Problem — Retype, word for word, each line between the lines holding "filename src/fpl/http.rs" and "base URL that", inclusive, and leave the rest of the data alone.
--*--
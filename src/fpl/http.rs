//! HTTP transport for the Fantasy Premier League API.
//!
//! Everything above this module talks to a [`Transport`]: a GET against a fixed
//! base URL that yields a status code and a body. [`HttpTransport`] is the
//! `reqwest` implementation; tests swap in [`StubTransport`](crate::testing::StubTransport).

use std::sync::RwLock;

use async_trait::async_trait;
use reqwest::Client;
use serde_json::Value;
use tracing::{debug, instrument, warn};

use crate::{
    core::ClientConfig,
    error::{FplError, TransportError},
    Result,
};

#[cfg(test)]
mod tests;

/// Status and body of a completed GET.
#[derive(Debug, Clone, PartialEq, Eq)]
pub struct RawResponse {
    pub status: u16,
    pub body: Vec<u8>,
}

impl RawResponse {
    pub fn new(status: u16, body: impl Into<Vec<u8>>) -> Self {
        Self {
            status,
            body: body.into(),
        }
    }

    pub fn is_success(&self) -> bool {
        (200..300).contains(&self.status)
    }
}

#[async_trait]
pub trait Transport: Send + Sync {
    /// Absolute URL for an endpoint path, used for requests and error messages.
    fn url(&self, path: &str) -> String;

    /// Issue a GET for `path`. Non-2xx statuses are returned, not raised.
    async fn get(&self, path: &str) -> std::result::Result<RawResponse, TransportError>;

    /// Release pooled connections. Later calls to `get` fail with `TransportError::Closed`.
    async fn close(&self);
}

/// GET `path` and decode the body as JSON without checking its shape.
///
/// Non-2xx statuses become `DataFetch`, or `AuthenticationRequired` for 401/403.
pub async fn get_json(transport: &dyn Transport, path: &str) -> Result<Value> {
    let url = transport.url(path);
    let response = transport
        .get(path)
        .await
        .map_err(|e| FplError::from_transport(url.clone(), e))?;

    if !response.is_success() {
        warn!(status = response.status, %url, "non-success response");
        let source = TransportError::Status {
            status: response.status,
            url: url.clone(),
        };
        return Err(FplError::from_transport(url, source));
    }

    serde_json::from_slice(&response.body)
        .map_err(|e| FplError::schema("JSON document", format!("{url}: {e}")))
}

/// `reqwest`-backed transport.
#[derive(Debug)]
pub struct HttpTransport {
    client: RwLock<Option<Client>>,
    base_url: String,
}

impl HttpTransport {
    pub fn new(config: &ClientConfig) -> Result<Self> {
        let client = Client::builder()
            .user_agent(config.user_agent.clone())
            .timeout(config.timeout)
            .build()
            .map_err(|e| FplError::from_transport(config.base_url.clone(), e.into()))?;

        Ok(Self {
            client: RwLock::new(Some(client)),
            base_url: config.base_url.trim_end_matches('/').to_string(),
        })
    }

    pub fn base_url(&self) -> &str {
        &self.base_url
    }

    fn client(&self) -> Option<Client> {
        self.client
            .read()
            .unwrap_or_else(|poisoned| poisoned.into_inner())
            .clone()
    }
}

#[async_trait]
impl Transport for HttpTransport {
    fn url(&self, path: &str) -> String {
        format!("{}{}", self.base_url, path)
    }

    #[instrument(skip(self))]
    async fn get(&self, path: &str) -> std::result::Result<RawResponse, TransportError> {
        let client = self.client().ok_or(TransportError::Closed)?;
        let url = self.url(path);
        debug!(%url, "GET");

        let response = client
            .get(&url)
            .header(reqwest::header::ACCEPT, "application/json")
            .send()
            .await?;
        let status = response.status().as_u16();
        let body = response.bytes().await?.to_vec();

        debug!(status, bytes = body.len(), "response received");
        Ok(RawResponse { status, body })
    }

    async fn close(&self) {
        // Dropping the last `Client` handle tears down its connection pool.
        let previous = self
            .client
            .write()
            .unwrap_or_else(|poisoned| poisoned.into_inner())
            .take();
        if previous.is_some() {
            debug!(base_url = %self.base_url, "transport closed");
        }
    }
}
--*--
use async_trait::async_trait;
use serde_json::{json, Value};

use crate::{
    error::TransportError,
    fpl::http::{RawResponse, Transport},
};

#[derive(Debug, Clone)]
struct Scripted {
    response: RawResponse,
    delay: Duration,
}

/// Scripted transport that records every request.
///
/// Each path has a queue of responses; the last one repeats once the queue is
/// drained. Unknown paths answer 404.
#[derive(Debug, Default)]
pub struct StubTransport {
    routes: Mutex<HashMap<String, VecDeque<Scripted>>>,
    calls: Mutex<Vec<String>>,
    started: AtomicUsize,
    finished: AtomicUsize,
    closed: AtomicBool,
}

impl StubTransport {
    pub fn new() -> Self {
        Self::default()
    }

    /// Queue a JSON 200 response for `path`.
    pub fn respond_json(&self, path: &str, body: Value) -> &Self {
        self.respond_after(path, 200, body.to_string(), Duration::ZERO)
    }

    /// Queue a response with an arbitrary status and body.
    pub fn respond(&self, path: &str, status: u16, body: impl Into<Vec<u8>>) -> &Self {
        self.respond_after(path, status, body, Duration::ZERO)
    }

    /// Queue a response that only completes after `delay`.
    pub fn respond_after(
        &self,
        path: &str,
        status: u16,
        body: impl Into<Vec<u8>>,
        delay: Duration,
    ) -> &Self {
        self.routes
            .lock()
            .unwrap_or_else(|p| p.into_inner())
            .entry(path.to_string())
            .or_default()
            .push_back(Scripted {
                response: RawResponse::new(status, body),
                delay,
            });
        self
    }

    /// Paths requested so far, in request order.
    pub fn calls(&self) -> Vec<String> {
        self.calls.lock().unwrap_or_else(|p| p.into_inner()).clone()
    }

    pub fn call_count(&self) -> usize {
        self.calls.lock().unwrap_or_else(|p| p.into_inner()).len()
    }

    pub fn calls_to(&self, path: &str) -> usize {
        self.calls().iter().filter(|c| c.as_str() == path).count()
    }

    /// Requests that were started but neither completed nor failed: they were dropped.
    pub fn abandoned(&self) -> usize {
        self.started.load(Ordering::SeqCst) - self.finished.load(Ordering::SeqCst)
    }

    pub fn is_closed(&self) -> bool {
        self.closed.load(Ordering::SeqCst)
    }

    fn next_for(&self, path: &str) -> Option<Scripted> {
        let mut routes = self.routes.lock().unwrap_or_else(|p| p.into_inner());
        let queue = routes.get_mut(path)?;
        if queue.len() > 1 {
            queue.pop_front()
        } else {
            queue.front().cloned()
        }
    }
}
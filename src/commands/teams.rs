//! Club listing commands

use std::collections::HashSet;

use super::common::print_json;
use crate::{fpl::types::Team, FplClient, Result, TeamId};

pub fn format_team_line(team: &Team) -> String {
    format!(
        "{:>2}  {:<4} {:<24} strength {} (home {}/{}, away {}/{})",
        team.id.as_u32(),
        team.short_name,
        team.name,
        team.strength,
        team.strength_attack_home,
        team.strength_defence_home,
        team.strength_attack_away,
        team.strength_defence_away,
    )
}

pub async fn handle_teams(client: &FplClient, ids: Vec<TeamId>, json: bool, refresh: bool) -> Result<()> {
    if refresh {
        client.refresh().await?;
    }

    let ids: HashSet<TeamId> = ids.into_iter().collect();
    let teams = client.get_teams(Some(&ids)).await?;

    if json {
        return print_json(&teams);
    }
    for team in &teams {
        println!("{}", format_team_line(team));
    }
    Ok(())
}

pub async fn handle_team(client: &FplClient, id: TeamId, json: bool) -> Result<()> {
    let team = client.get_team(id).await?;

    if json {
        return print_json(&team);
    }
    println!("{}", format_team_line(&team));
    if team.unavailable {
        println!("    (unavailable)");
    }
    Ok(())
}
--*--
Reply —
filename src/fpl/http.rs
//! HTTP transport for the Fantasy Premier League API.
//!
//! Everything above this module talks to a [`Transport`]: a GET against a fixed
//! base URL that yields a status code and a body. [`HttpTransport`] is the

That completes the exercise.